You know the meme. The middle-aged man, his sad six-head, his sadder horse-shoe hair, his sparely whiskered scruff, his narrow eyes staring bleakly back at you. Then the punchline: “Heartbreaking: The Worst Person You Know Just Made A Great Point.”
Nobody who takes part in online-comment scrimmages enjoys being the man in the meme—and not just for the early onset alopecia. Acknowledging your obviously wrong interlocutors made a cogent critique is the equivalent of admitting Stalin was a good aphorist. Why, to borrow another internet meme, hand it to them?
Logical consistency isn’t always the province of one side—even for those who are egregiously wrong about most things, like Marxists, podcast enthusiasts, Pittsburgh Steelers fans, and virtue-signalers who eagerly append the Ukraine flag emoji to their Twitter bios.
So it’s with a heavy heart I confess: the Washington war machiners are right. You can’t offer material and moral support to Israel while snubbing Ukraine. *Slams down laptop lid to have a good cry.*
*Composes self.* Washington Post columnist Josh Rogin, who makes no spare-rib bones about his incinerate-China fetish, pens an incontestable case in “The wars in Israel and Ukraine are linked, along with the aid.” Congress can’t pick and choose victims to send cachets of arms to, Rogin asserts. America’s moral stature must be steadfast. If we butt our way into one war, we better sit our big, fat, red-white-and-blue behind in them all. Dalibor Roháč of the blob’s premier neocon think tank, the American Enterprise Institute, agrees, rejecting the notion “the United States can only focus on just one issue at a time.”
(Funny, I didn’t think America could focus on any issue ever without getting bogged down in meta arguments over ulterior motives. See: our current lack of a Speaker of the House.)
Not all Republicans concur, specifically the MAGA-inflected variety who view our untraceable shipments of DPICMs, HIMARS, Howitzers, Mi-17s, Stingers, Javelins, boom-booms, limb-choppers, pants-splitters, flame-busters, big-shoot-em-ups, and whatever nitroglycerin-packed human-jelly producers we have stockpiled around Quantico to the AFU as costly and imprudent.

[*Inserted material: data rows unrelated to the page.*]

use enum_dispatch::enum_dispatch;

use crate::hyperloglog::HyperLogLog;
use crate::sparse::Sparse;

/// Register width in bits
pub(crate) const W: usize = 6;
/// Number of low hash bits kept by the sparse encoding
const SPARSE_INDEX_BITS: u32 = 25;
/// Rank stored by the sparse encoding is capped at the largest rank of the lowest precision
/// (`65 - MIN_PRECISION`).
const MAX_ENCODED_RANK: u32 = 61;

/// Representation types supported by `Sketch`
#[derive(Debug, Clone, PartialEq, Eq)]
#[enum_dispatch]
pub(crate) enum Representation {
    Sparse(Sparse),
    Dense(HyperLogLog),
}

/// Representation trait which must be implemented by all representations.
#[enum_dispatch(Representation)]
pub(crate) trait RepresentationTrait {
    fn insert_encoded_hash(&mut self, h: u32);
    fn estimate(&self) -> u64;
    fn size_of(&self) -> usize;
}

impl Representation {
    /// Short name of the representation used by `Debug` output
    pub(crate) fn name(&self) -> &'static str {
        match self {
            Representation::Sparse(_) => "Sparse",
            Representation::Dense(_) => "Dense",
        }
    }
}

/// Compute the sparse encoding of the given hash
///
/// Layout: bits `6..31` hold the low 25 bits of `hash`, bits `0..6` its leading-zero rank.
/// The encoding is never 0.
#[inline]
pub(crate) fn encode_hash(hash: u64) -> u32 {
    let idx = (hash & ((1 << SPARSE_INDEX_BITS) - 1)) as u32;
    let rank = (hash.leading_zeros() + 1).min(MAX_ENCODED_RANK);
    (idx << W) | rank
}

/// Return register index and rank at `precision` from encoded sparse hash
#[inline]
pub(crate) fn decode_hash(h: u32, precision: u8) -> (u32, u32) {
    let rank = (h & ((1 << W) - 1)).min(65 - u32::from(precision));
    let idx = (h >> W) & ((1 << precision) - 1);
    (idx, rank)
}

/// Whether `h` could have been produced by [`encode_hash`]
#[cfg_attr(not(feature = "with_serde"), allow(dead_code))]
#[inline]
pub(crate) fn is_valid_encoding(h: u32) -> bool {
    let rank = h & ((1 << W) - 1);
    h >> (SPARSE_INDEX_BITS + W as u32) == 0 && rank >= 1 && rank <= MAX_ENCODED_RANK
}
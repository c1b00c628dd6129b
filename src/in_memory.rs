//! Memory-resident index used to drive collection outside of a search engine.
//!
//! An [`InMemoryIndex`] assigns global ordinals to the sorted distinct values of all its
//! segments, so every [`InMemorySegment`] shares the same ordinal space, and builds per-segment
//! postings for dynamic pruning.

use std::collections::BTreeMap;
use std::sync::Arc;

use crate::source::{DocIdIterator, LeafContext, OrdinalValues, TermDictionary};
use crate::{DocId, Ordinal, NO_MORE_DOCS};

/// Iterator over a sorted slice of document ids.
#[derive(Debug, Clone)]
pub struct VecDocIdIterator<'a> {
    docs: &'a [DocId],
    pos: Option<usize>,
}

impl<'a> VecDocIdIterator<'a> {
    pub fn new(docs: &'a [DocId]) -> Self {
        Self { docs, pos: None }
    }
}

impl DocIdIterator for VecDocIdIterator<'_> {
    #[inline]
    fn doc_id(&self) -> Option<DocId> {
        self.pos
            .map(|pos| self.docs.get(pos).copied().unwrap_or(NO_MORE_DOCS))
    }

    fn advance(&mut self, target: DocId) -> DocId {
        if let Some(doc) = self.doc_id() {
            if doc >= target {
                return doc;
            }
        }
        let start = self.pos.unwrap_or(0);
        let offset = self.docs[start..].partition_point(|&doc| doc < target);
        self.pos = Some(start + offset);
        self.doc_id().unwrap_or(NO_MORE_DOCS)
    }

    fn cost(&self) -> u64 {
        self.docs.len() as u64
    }
}

/// Iterator matching every document in `[0, max_doc)`.
#[derive(Debug, Clone)]
pub struct AllDocs {
    max_doc: DocId,
    doc: Option<DocId>,
}

impl AllDocs {
    pub fn new(max_doc: DocId) -> Self {
        Self { max_doc, doc: None }
    }
}

impl DocIdIterator for AllDocs {
    #[inline]
    fn doc_id(&self) -> Option<DocId> {
        self.doc
    }

    fn advance(&mut self, target: DocId) -> DocId {
        let doc = match self.doc {
            Some(doc) if doc >= target => doc,
            _ if target < self.max_doc => target,
            _ => NO_MORE_DOCS,
        };
        self.doc = Some(doc);
        doc
    }

    fn cost(&self) -> u64 {
        u64::from(self.max_doc)
    }
}

/// Index of a single field split into segments sharing one ordinal space.
#[derive(Debug, Clone)]
pub struct InMemoryIndex {
    segments: Vec<InMemorySegment>,
}

impl InMemoryIndex {
    /// Build an index from `segments[segment][doc] = values of doc`.
    pub fn new<V: AsRef<[u8]>>(segments: &[Vec<Vec<V>>]) -> Self {
        let mut terms: Vec<Vec<u8>> = segments
            .iter()
            .flatten()
            .flatten()
            .map(|v| v.as_ref().to_vec())
            .collect();
        terms.sort_unstable();
        terms.dedup();
        let terms: Arc<[Vec<u8>]> = terms.into();

        let segments = segments
            .iter()
            .map(|docs| InMemorySegment::new(Arc::clone(&terms), docs))
            .collect();
        Self { segments }
    }

    pub fn segments(&self) -> &[InMemorySegment] {
        &self.segments
    }

    pub fn max_ord(&self) -> u64 {
        self.segments.first().map_or(0, |s| s.max_ord())
    }
}

/// One segment: per-document ordinals plus postings of the terms it contains.
#[derive(Debug, Clone)]
pub struct InMemorySegment {
    terms: Arc<[Vec<u8>]>,
    ords: Vec<Vec<Ordinal>>,
    docs_with_field: Vec<DocId>,
    /// Whether each global ordinal occurs in this segment
    present: Vec<bool>,
    postings: BTreeMap<Vec<u8>, Vec<DocId>>,
}

impl InMemorySegment {
    fn new<V: AsRef<[u8]>>(terms: Arc<[Vec<u8>]>, docs: &[Vec<V>]) -> Self {
        let mut ords = Vec::with_capacity(docs.len());
        let mut docs_with_field = Vec::new();
        let mut present = vec![false; terms.len()];
        let mut postings: BTreeMap<Vec<u8>, Vec<DocId>> = BTreeMap::new();
        for (doc, values) in docs.iter().enumerate() {
            let doc = doc as DocId;
            let mut doc_ords: Vec<Ordinal> = values
                .iter()
                .filter_map(|v| {
                    terms
                        .binary_search_by(|t| t.as_slice().cmp(v.as_ref()))
                        .ok()
                        .map(|ord| ord as Ordinal)
                })
                .collect();
            doc_ords.sort_unstable();
            doc_ords.dedup();
            if !doc_ords.is_empty() {
                docs_with_field.push(doc);
            }
            for &ord in &doc_ords {
                present[ord as usize] = true;
                postings.entry(terms[ord as usize].clone()).or_default().push(doc);
            }
            ords.push(doc_ords);
        }
        Self {
            terms,
            ords,
            docs_with_field,
            present,
            postings,
        }
    }

    /// Number of documents in the segment
    pub fn max_doc(&self) -> DocId {
        self.ords.len() as DocId
    }

    /// Iterator matching every document of the segment.
    pub fn all_docs(&self) -> AllDocs {
        AllDocs::new(self.max_doc())
    }

    /// Number of distinct terms with postings in this segment
    pub fn num_terms(&self) -> usize {
        self.postings.len()
    }

    /// Leaf view of the segment. The field counts as indexed; segments without any value
    /// expose no term dictionary.
    pub fn leaf(&self) -> LeafContext<'_> {
        let terms = (!self.postings.is_empty()).then_some(self as &dyn TermDictionary);
        LeafContext::new(self, terms).with_field_indexed(true)
    }

    /// Leaf view without postings, as for a field that only has doc values.
    pub fn doc_values_leaf(&self) -> LeafContext<'_> {
        LeafContext::new(self, None).with_field_indexed(false)
    }
}

impl OrdinalValues for InMemorySegment {
    fn max_ord(&self) -> u64 {
        self.terms.len() as u64
    }

    fn ordinals(&self, doc: DocId) -> &[Ordinal] {
        self.ords.get(doc as usize).map_or(&[], Vec::as_slice)
    }

    fn lookup_ord(&self, ord: Ordinal) -> Option<&[u8]> {
        self.terms.get(ord as usize).map(Vec::as_slice)
    }

    fn contains_ord(&self, ord: Ordinal) -> Option<bool> {
        Some(self.present.get(ord as usize).copied().unwrap_or(false))
    }

    fn docs_with_field(&self) -> Box<dyn DocIdIterator + '_> {
        Box::new(VecDocIdIterator::new(&self.docs_with_field))
    }
}

impl TermDictionary for InMemorySegment {
    fn postings(&self, term: &[u8]) -> Option<Box<dyn DocIdIterator + '_>> {
        self.postings
            .get(term)
            .map(|docs| Box::new(VecDocIdIterator::new(docs)) as Box<dyn DocIdIterator + '_>)
    }
}

#[cfg(test)]
mod tests {
    use super::*;

    #[test]
    fn test_vec_iterator_advance() {
        let docs = [1, 4, 9, 12];
        let mut it = VecDocIdIterator::new(&docs);
        assert_eq!(it.doc_id(), None);
        assert_eq!(it.next_doc(), 1);
        assert_eq!(it.advance(5), 9);
        // already past target
        assert_eq!(it.advance(3), 9);
        assert_eq!(it.next_doc(), 12);
        assert_eq!(it.next_doc(), NO_MORE_DOCS);
        assert_eq!(it.next_doc(), NO_MORE_DOCS);
    }

    #[test]
    fn test_all_docs() {
        let mut it = AllDocs::new(3);
        assert_eq!(it.next_doc(), 0);
        assert_eq!(it.advance(2), 2);
        assert_eq!(it.next_doc(), NO_MORE_DOCS);
        assert_eq!(AllDocs::new(0).next_doc(), NO_MORE_DOCS);
    }

    #[test]
    fn test_global_ordinals() {
        let index = InMemoryIndex::new(&[
            vec![vec!["b"], vec![], vec!["a", "b", "b"]],
            vec![vec!["c"]],
        ]);
        assert_eq!(index.max_ord(), 3);

        let first = &index.segments()[0];
        assert_eq!(first.ordinals(0), &[1]);
        assert!(first.ordinals(1).is_empty());
        assert_eq!(first.ordinals(2), &[0, 1]);
        assert!(first.ordinals(99).is_empty());
        assert_eq!(first.num_terms(), 2);
        assert!(first.postings(b"c").is_none());
        assert_eq!(first.contains_ord(1), Some(true));
        assert_eq!(first.contains_ord(2), Some(false));
        assert_eq!(first.contains_ord(99), Some(false));

        let second = &index.segments()[1];
        assert_eq!(second.ordinals(0), &[2]);
        assert_eq!(second.lookup_ord(2), Some(&b"c"[..]));
        assert_eq!(second.lookup_ord(3), None);

        let mut postings = first.postings(b"b").unwrap();
        assert_eq!(postings.next_doc(), 0);
        assert_eq!(postings.next_doc(), 2);
        assert_eq!(postings.next_doc(), NO_MORE_DOCS);

        let mut with_field = first.docs_with_field();
        assert_eq!(with_field.next_doc(), 0);
        assert_eq!(with_field.next_doc(), 2);
    }
}
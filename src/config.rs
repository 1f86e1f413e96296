use std::path::PathBuf;
use yansi::Paint;

/// Which compiler stages print debug traces to stderr.
#[derive(Debug, Clone, Copy, Default, PartialEq, Eq)]
pub struct Trace {
    pub lexer: bool,
    pub ast: bool,
    pub ir: bool,
    pub memory: bool,
}

impl Trace {
    pub fn all() -> Self {
        Self {
            lexer: true,
            ast: true,
            ir: true,
            memory: true,
        }
    }

    pub fn lexer(&self, message: impl FnOnce() -> String) {
        if self.lexer {
            eprintln!("{} {}", "LEXER:".cyan().bold(), message());
        }
    }

    pub fn ast(&self, message: impl FnOnce() -> String) {
        if self.ast {
            eprintln!("{}\n{}", "AST:".green().bold(), message());
        }
    }

    pub fn ir(&self, message: impl FnOnce() -> String) {
        if self.ir {
            eprintln!("{}", "===== BEGIN IR =====".yellow().bold());
            eprint!("{}", message());
            eprintln!("{}", "====== END IR ======".yellow().bold());
        }
    }

    pub fn memory(&self, message: impl FnOnce() -> String) {
        if self.memory {
            eprintln!("{} {}", "MEMORY:".magenta().bold(), message());
        }
    }
}

#[derive(Debug, Clone, PartialEq)]
pub struct Options {
    pub trace: Trace,
    pub quiet: bool,
    /// Executable written in file mode.
    pub output: PathBuf,
}

impl Default for Options {
    fn default() -> Self {
        Self {
            trace: Trace::default(),
            quiet: false,
            output: PathBuf::from("a.out"),
        }
    }
}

But that same entanglement aversion isn’t being applied to the all-out war in Israel. Therein lies the logical hole for Beltway belligerents to fill. Whatever their reason—reflexive loyalty to Eretz Yisrael, Hunter Biden hatred, philosemitism, or an evangelical desire to immanentize the eschaton—many Republicans are embracing U.S. support of Israel’s bloody barrage against Hamas in Gaza, all while bleating “America First!”.
The most cognitively dissonant example is Missouri Senator Josh Hawley, who shamelessly tweeted “Israel is facing existential threat. Any funding for Ukraine should be redirected to Israel immediately.” The directive is so dull-witted, unreflective, and dry-heavingly hilarious that it deserves to be saved for posterity in the Library of Congress.
It’s true Israel faces the threat of annihilation—when hasn’t it since President Truman was the first world leader to formally recognize the Jewish state? But Ukraine is in the same fight for survival. Ukrainians have endured the same brutal, unfathomable war crimes endured by Israelites during the latest pogrom: civilian kidnappings, wanton torture, rape of women, murder of elderly, stomach-turning infanticide.
The same Potomac power-pushers demanding U.S. troops rappel down in droves to retake the Donbas have a point in calling out meddling-skeptic Republicans who, despite not giving two pins about Russian irredentism for eighteen months, now unquestionably back immediate aid to Israel.
Interventionism à la carte makes sense in some contexts. In fact, for an overstretched empire like America’s, it’s necessary. The global policeman can’t monitor every beat. And as, to use Christopher Caldwell’s term, “custodian of the global economy,” American can’t keep sparkling every corner.
But does responsible statecraft, with its nuances, check and balances, and long-term vision, matter to the average voter who only pictures “HYPOCRITE” in blindingly bright letters when a lawmaker demands money and arms to fight off tyranny there instead of there?
Consistency, despite being the “hobgoblin of little minds,” is still a valuable currency in politics. For all the warmongers’ faults, for all the piles of dead bodies and bones, leveled cities, wasted tax dollars, questionable outcomes, and entire countries rendered desolate and governless, their willingness to poke their nose into where it need not go is fairly predictable. Hypocrisy really is the tribute that vice pays to virtue—if bankrupting the wealthiest country on earth through foreign adventurism counts as a virtue.
Say what you like about the tenets of pax Americana, dear reader, at least it’s an ethos. A conceited, melioristic, and unsustainable ethos, but one nonetheless.